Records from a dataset
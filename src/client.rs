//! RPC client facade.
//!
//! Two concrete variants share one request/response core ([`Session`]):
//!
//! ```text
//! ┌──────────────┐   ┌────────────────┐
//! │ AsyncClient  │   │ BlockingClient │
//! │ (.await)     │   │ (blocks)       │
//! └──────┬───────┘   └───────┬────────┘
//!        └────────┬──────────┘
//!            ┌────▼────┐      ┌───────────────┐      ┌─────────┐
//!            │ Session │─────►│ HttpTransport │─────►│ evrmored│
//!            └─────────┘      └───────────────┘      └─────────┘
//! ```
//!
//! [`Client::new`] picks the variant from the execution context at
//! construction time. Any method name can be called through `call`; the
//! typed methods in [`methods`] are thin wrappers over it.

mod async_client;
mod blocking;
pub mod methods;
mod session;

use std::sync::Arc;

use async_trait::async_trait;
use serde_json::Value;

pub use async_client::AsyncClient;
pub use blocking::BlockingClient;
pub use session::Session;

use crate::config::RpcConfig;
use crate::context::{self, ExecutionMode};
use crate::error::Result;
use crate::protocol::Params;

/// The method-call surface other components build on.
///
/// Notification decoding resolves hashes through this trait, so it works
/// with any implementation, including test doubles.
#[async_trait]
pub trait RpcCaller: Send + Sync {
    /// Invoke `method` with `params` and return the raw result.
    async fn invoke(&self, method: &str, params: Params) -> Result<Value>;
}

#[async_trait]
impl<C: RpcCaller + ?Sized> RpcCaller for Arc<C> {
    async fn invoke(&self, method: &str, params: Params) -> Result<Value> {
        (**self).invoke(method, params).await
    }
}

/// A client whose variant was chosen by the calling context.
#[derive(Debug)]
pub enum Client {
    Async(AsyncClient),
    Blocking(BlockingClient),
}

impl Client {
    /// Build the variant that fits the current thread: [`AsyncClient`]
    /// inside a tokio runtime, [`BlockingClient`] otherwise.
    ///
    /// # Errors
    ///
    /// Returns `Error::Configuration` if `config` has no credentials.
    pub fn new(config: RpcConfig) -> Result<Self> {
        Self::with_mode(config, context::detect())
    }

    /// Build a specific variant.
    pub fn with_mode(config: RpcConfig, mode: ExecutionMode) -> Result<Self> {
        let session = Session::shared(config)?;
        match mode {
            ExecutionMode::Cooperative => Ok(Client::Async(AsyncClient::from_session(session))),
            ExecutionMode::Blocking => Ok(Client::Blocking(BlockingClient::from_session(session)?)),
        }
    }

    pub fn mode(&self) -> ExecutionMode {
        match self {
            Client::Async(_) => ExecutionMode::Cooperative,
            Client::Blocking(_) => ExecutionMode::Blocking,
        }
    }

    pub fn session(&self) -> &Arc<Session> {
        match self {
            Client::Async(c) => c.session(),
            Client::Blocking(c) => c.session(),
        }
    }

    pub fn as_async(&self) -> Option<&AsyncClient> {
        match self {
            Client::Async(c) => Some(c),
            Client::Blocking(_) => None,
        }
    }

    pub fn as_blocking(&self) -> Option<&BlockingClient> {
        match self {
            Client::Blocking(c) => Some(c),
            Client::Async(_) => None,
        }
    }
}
--
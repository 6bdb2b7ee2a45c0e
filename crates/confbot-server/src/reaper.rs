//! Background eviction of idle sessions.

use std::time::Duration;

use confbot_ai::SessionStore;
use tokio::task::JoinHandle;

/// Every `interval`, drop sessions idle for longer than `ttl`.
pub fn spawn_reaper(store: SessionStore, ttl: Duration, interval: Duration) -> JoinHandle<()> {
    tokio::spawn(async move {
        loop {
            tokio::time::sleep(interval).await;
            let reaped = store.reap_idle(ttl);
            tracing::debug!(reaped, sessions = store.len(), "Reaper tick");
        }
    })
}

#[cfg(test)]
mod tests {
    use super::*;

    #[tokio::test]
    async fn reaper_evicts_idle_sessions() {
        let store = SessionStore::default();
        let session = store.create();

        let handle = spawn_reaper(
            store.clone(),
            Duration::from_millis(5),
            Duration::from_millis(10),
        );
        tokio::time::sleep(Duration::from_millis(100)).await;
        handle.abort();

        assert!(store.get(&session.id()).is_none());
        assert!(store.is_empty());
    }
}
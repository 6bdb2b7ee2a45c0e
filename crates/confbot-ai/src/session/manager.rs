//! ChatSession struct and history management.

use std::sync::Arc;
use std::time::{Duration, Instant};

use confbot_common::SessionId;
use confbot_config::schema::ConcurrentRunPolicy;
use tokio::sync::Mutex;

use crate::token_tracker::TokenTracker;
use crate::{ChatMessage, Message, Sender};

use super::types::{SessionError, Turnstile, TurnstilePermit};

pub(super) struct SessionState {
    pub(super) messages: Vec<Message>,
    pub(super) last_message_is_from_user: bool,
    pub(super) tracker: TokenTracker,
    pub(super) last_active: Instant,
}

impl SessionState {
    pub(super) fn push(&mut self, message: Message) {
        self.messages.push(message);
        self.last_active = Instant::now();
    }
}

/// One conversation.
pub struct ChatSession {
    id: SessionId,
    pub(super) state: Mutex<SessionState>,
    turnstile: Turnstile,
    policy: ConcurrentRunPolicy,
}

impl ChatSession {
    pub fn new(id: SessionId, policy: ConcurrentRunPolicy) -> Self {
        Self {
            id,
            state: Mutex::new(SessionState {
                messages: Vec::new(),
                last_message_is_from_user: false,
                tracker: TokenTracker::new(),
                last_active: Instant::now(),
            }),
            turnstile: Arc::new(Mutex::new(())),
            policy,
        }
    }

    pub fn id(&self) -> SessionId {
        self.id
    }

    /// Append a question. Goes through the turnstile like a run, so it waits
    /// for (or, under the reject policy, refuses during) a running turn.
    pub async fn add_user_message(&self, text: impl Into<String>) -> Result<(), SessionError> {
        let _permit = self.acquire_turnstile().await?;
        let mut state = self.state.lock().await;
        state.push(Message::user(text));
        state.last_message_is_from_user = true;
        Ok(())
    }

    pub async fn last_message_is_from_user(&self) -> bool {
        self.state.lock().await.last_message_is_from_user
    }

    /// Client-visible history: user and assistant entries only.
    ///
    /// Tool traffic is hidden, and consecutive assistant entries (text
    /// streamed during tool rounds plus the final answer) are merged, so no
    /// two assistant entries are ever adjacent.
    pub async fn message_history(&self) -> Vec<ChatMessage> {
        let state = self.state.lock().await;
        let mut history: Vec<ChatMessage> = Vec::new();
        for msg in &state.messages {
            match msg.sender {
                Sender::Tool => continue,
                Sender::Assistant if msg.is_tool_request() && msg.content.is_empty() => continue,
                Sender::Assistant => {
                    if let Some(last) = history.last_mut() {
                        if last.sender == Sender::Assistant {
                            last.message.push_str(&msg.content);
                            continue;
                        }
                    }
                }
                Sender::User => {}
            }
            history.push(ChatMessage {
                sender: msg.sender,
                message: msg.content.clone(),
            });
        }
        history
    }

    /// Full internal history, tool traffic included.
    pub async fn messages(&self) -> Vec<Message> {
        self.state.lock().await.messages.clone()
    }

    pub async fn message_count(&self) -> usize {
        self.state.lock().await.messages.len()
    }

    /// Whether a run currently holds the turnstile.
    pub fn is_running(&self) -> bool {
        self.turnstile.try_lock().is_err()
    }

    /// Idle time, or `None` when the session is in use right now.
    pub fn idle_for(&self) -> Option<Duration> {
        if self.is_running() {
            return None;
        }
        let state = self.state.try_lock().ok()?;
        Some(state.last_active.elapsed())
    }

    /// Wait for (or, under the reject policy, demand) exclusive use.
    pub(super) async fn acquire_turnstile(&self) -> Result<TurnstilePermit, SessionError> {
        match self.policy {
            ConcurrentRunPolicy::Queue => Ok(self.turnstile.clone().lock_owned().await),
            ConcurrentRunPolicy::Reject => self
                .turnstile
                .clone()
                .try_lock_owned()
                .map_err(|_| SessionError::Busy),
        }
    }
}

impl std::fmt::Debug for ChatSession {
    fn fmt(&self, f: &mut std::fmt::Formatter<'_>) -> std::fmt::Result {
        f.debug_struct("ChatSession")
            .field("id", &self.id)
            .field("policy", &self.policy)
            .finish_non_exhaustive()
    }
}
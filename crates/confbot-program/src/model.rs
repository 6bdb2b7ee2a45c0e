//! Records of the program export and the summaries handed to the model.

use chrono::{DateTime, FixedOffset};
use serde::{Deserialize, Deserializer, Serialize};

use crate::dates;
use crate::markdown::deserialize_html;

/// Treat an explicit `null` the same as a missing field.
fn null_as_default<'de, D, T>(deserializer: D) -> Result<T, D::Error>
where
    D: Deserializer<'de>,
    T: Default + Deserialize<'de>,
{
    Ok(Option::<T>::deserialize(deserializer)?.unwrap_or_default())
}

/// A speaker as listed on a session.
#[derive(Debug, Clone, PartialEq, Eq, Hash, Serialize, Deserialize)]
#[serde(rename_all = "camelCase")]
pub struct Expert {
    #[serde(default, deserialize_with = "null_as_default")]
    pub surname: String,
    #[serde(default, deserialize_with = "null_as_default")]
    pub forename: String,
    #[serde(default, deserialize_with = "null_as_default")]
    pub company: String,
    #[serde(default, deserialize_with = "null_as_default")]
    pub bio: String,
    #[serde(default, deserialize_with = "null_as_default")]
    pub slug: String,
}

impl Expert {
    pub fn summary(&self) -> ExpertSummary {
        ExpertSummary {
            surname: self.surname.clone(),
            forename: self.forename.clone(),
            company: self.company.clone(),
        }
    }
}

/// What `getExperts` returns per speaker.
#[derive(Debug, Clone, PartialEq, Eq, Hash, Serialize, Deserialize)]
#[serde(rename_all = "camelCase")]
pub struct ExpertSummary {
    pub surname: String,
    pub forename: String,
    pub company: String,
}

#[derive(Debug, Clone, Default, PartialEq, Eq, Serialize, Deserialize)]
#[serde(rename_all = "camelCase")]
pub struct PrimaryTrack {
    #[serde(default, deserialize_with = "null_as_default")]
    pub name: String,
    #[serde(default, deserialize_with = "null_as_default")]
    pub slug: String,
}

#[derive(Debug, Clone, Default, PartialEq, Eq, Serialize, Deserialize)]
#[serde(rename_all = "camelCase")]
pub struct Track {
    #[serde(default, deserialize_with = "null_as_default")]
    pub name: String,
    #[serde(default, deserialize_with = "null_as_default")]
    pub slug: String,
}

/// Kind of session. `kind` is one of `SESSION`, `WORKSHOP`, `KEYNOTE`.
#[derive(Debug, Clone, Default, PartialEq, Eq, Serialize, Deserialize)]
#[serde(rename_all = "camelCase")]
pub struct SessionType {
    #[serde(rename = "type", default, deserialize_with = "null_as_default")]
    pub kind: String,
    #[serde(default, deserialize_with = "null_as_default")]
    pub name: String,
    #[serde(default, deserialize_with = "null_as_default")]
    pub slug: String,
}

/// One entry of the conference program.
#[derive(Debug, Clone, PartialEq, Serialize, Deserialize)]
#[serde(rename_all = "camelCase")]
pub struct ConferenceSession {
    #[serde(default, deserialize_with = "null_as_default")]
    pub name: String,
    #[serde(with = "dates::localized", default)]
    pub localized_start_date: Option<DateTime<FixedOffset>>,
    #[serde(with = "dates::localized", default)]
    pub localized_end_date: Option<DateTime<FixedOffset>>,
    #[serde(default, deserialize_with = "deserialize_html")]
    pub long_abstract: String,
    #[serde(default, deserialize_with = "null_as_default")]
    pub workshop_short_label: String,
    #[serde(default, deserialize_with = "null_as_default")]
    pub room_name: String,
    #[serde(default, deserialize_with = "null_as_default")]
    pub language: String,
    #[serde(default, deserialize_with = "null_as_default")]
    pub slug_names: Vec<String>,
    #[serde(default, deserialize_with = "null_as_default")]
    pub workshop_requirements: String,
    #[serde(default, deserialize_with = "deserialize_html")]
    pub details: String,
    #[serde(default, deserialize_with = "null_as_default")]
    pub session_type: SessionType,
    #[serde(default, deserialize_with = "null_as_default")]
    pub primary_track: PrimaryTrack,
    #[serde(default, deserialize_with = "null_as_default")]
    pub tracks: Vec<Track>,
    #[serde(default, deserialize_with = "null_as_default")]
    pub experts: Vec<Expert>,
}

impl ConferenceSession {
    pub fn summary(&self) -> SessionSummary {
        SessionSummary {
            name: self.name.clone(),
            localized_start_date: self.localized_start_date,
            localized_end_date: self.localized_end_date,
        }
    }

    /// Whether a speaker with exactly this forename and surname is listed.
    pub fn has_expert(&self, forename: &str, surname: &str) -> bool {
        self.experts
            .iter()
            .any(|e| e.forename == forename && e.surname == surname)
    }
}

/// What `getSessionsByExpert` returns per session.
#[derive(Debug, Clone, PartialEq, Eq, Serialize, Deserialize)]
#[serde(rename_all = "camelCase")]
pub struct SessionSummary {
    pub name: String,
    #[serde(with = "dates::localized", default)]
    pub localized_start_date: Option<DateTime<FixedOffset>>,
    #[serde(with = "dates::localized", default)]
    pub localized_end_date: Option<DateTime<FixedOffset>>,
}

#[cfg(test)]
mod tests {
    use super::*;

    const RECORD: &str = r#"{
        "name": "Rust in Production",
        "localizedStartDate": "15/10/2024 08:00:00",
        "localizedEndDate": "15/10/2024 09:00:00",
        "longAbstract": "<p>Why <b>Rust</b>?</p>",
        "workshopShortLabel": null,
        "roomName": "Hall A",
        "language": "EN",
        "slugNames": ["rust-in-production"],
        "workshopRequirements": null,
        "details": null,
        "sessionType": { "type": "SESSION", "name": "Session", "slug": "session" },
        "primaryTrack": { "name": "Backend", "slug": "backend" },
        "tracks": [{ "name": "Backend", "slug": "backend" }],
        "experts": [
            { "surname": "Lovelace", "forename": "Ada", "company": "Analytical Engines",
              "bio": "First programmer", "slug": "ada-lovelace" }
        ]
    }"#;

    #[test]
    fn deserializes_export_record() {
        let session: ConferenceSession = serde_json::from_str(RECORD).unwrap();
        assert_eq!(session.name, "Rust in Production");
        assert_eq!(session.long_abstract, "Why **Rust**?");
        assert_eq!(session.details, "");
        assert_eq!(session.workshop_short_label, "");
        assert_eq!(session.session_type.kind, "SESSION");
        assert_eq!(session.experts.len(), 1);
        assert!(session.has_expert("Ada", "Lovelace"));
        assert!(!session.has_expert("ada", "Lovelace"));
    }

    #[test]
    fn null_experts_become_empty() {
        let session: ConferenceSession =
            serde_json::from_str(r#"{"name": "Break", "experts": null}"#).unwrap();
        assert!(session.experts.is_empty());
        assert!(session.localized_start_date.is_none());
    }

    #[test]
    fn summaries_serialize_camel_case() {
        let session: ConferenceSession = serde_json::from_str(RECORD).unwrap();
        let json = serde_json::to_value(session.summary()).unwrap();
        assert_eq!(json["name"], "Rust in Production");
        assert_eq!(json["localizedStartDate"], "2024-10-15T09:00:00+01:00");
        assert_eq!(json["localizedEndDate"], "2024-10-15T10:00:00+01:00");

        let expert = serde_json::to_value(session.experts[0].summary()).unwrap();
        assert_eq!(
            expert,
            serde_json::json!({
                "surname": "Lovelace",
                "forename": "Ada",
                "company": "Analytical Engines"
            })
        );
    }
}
--
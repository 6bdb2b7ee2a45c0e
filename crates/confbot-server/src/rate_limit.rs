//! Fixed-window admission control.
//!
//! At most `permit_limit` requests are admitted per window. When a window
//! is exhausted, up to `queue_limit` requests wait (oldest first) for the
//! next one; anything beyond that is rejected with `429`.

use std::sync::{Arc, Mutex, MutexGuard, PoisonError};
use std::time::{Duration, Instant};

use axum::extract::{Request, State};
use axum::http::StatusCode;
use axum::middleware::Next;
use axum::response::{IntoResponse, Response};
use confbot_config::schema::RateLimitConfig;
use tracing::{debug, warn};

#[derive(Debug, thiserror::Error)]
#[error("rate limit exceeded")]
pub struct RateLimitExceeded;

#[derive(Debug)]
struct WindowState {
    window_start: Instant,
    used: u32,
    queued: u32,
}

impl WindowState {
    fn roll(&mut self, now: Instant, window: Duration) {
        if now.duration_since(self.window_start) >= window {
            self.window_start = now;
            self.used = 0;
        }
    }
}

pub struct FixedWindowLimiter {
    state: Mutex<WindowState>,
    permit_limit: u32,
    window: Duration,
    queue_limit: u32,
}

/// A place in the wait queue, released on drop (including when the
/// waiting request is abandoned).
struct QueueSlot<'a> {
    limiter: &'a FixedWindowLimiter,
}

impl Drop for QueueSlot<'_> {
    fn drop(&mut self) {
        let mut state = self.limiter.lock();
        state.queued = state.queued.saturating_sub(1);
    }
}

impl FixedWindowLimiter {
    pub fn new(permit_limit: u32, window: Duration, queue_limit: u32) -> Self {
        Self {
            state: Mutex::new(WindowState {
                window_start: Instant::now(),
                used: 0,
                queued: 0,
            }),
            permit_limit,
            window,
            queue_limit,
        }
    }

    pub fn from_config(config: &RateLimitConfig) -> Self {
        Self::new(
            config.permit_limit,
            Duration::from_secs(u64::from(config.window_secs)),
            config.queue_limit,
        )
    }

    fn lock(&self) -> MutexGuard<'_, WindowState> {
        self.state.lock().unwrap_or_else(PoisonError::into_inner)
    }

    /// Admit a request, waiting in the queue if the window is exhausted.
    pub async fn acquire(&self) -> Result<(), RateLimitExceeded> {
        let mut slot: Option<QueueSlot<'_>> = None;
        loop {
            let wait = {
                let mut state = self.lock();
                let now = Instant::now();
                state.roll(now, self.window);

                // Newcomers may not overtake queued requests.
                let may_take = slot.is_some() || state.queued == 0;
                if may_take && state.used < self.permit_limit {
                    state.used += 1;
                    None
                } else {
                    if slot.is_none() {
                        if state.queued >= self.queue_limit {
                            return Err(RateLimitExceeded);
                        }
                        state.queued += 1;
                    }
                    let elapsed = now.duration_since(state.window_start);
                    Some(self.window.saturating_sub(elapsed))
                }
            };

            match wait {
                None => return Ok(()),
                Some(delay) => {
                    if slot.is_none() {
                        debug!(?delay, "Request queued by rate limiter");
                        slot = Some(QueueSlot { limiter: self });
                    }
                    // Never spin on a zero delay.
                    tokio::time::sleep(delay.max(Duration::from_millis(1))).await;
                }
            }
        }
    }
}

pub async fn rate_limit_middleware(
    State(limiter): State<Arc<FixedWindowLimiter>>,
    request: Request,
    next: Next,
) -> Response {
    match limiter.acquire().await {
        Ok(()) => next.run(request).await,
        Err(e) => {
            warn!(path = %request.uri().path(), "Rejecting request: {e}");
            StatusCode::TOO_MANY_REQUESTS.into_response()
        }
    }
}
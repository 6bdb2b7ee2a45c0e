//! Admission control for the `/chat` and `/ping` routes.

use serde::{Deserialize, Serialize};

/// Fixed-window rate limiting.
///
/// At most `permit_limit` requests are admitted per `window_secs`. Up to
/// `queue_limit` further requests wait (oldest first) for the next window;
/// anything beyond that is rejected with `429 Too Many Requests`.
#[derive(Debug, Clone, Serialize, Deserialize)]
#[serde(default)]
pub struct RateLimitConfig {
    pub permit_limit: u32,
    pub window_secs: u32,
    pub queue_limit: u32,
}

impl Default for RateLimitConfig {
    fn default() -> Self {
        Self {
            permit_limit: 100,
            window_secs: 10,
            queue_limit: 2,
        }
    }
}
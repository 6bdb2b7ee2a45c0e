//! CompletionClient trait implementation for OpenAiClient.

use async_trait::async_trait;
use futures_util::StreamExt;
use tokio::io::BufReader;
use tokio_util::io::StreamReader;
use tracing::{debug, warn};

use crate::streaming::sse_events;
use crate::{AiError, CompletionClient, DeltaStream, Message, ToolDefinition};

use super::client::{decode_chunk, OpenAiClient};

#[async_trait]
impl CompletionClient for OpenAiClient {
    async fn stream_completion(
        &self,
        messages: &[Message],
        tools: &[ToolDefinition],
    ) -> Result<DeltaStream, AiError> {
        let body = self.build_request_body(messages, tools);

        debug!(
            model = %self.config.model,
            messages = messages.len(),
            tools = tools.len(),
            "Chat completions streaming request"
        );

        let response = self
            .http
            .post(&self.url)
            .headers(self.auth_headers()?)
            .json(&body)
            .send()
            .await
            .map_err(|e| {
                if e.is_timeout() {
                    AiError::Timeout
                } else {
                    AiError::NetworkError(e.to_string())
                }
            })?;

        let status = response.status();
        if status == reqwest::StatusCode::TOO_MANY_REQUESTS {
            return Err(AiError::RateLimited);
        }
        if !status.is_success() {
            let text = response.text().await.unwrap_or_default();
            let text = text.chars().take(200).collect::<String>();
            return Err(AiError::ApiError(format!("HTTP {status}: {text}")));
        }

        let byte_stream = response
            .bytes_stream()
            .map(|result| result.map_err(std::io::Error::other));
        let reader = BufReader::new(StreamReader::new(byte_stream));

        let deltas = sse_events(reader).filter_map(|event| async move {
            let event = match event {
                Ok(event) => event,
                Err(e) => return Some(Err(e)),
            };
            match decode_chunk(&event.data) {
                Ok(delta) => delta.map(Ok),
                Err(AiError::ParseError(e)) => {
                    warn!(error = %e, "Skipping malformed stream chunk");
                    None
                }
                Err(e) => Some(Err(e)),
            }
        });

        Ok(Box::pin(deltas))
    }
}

▶ EXERCISE INSTRUCTIONS
Looking at the entries, how many lines contain the string "rejected"? The answer is that number alone.

▶ ANSWER SPACE
2